I’m connecting to a flight to Kansas City that was scheduled to depart at 8:45 p.m. and showing on-time when we left Reagan. We arrived short of the gate at 8:25 and waited for a ground crew to guide us in. They finally arrived, then we waited for a gate agent to move the jetway into position.
As I deplaned (how company nobody ever debuses or deboats?), I asked the gate agent if it was possible to call the gate for the Kansas City flight to let them know I was on my way. I have Platinum status with American and I’m delivering a keynote talk at 8 a.m. tomorrow (Thursday) morning; this flight is the only way I can get there short of taking a flight into St. Louis and driving to Kansas City from there. (I can’t tell you how many times one of my flights has sat at the gate because, according to the pilot or flight attendant, we’re waiting for a connecting passenger. Yet never, not once, has a plane waited for me.)
The gate agent told me she had to stay on the jetway and the jetway phone only connected her to other G gates. After some prodding, she finally tried to call another G gate so they could contact the agent at the Kansas City gate here in the K terminal.

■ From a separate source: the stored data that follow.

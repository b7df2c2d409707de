// SPDX-License-Identifier: Apache-2.0

//! Predicate & expression compiler
//!
//! Translates local qualifiers into the remote dialect. Compilation never
//! fails loudly: anything without a proven remote equivalent yields `None`
//! and the caller keeps that qualifier for local evaluation.
//!
//! Boolean tests are always expanded into explicit two-valued forms so that
//! NULL inputs produce the same row set on both sides.

use std::collections::HashMap;

use fdw_core::bridge::is_remote_precise;
use fdw_core::{BoolSentinel, ConversionMode, LocalType, RemoteVersion, Value};
use serde::{Deserialize, Serialize};

use crate::context::SqlContext;
use crate::expr::{BoolTestKind, Expr, Operator};
use crate::remote::{CompareOp, Literal, RemoteExpr, TrimSide};

/// Largest IN list the remote accepts.
pub const MAX_IN_LIST: usize = 1500;

/// A bound parameter of a compiled fragment
#[derive(Debug, Clone, Copy, PartialEq, Eq, Serialize, Deserialize)]
pub struct ParamSlot {
    /// Host parameter index.
    pub index: usize,
    pub ty: LocalType,
}

/// Remote SQL text plus its parameters, in placeholder order
#[derive(Debug, Clone, PartialEq)]
pub struct CompiledFragment {
    pub sql: String,
    pub params: Vec<ParamSlot>,
    pub expr: RemoteExpr,
}

/// Qualifiers split by where they are evaluated
#[derive(Debug, Clone, Default)]
pub struct Classified {
    pub remote: Vec<CompiledFragment>,
    pub local: Vec<Expr>,
}

/// Compiles one predicate, or returns `None` when it must stay local.
pub fn compile(ctx: &SqlContext<'_>, expr: &Expr) -> Option<CompiledFragment> {
    let mut compiler = Compiler {
        ctx,
        param_types: HashMap::new(),
    };
    let remote = compiler.predicate(expr)?;
    let (sql, order) = remote.render();
    let params = order
        .into_iter()
        .map(|index| {
            compiler
                .param_types
                .get(&index)
                .map(|ty| ParamSlot { index, ty: *ty })
        })
        .collect::<Option<Vec<_>>>()?;
    Some(CompiledFragment {
        sql,
        params,
        expr: remote,
    })
}

/// Splits AND-connected qualifiers into pushed and local ones.
///
/// Each top-level conjunct is judged on its own, so one uncompilable
/// clause never prevents the others from being pushed.
pub fn classify(ctx: &SqlContext<'_>, quals: &[Expr]) -> Classified {
    let mut conjuncts = Vec::new();
    for qual in quals {
        flatten_and(qual, &mut conjuncts);
    }

    let mut out = Classified::default();
    for qual in conjuncts {
        if ctx.effective.disable_pushdowns {
            out.local.push(qual.clone());
            continue;
        }
        match compile(ctx, qual) {
            Some(fragment) => {
                tracing::debug!(sql = %fragment.sql, "qualifier pushed down");
                out.remote.push(fragment);
            }
            None => {
                tracing::debug!(?qual, "qualifier evaluated locally");
                out.local.push(qual.clone());
            }
        }
    }
    out
}

fn flatten_and<'e>(expr: &'e Expr, out: &mut Vec<&'e Expr>) {
    match expr {
        Expr::And(items) => items.iter().for_each(|item| flatten_and(item, out)),
        other => out.push(other),
    }
}

struct Typed {
    expr: RemoteExpr,
    ty: Option<LocalType>,
}

impl Typed {
    fn new(expr: RemoteExpr, ty: Option<LocalType>) -> Self {
        Self { expr, ty }
    }
}

struct Compiler<'c, 'a> {
    ctx: &'c SqlContext<'a>,
    param_types: HashMap<usize, LocalType>,
}

fn compare_op(op: &Operator) -> Option<CompareOp> {
    Some(match op {
        Operator::Eq => CompareOp::Eq,
        Operator::NotEq => CompareOp::NotEq,
        Operator::Lt => CompareOp::Lt,
        Operator::LtEq => CompareOp::LtEq,
        Operator::Gt => CompareOp::Gt,
        Operator::GtEq => CompareOp::GtEq,
        _ => return None,
    })
}

fn false_sentinel(sentinel: BoolSentinel) -> RemoteExpr {
    match sentinel {
        BoolSentinel::Integer => RemoteExpr::Literal(Literal::Int(0)),
        BoolSentinel::Char => RemoteExpr::Literal(Literal::Text("0".into())),
    }
}

/// Functions that keep their name and argument list on the remote.
fn plain_function(name: &str) -> Option<(&'static str, RemoteVersion)> {
    let v21 = RemoteVersion::V2_1;
    Some(match name {
        "lower" => ("LOWER", RemoteVersion::V2_0),
        "upper" => ("UPPER", RemoteVersion::V2_0),
        "bit_length" => ("BIT_LENGTH", RemoteVersion::V2_0),
        "octet_length" => ("OCTET_LENGTH", RemoteVersion::V2_0),
        "char_length" | "character_length" => ("CHAR_LENGTH", RemoteVersion::V2_0),
        "length" => ("CHAR_LENGTH", v21),
        "abs" => ("ABS", v21),
        "acos" => ("ACOS", v21),
        "asin" => ("ASIN", v21),
        "atan" => ("ATAN", v21),
        "atan2" => ("ATAN2", v21),
        "ceil" => ("CEIL", v21),
        "ceiling" => ("CEILING", v21),
        "cos" => ("COS", v21),
        "cot" => ("COT", v21),
        "exp" => ("EXP", v21),
        "floor" => ("FLOOR", v21),
        "mod" => ("MOD", v21),
        "nullif" => ("NULLIF", v21),
        "pow" | "power" => ("POWER", v21),
        "reverse" => ("REVERSE", v21),
        "sign" => ("SIGN", v21),
        "sin" => ("SIN", v21),
        "sqrt" => ("SQRT", v21),
        "tan" => ("TAN", v21),
        "trunc" => ("TRUNC", v21),
        "lpad" => ("LPAD", RemoteVersion::V2_5),
        "rpad" => ("RPAD", RemoteVersion::V2_5),
        _ => return None,
    })
}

But nobody answered. Finally, a fellow passenger waiting in the jetway for her carry-on bag, asked if I had the flight number. It told her what it was and she punched it into her smartphone. (I would have done this myself except that I’d sapped my phone’s battery talking to Orbitz and American about alternate routes to Kansas City while sitting on the tarmac in D.C.) In less than a minute, she said, “You’re going to Kansas City? That flight is delayed until 10:40.”
I have never been happier to be on a delayed flight.
But it’s mind-boggling that a passenger with a mobile phone has access to more information than an American Airlines gate agent.
Something is seriously wrong here.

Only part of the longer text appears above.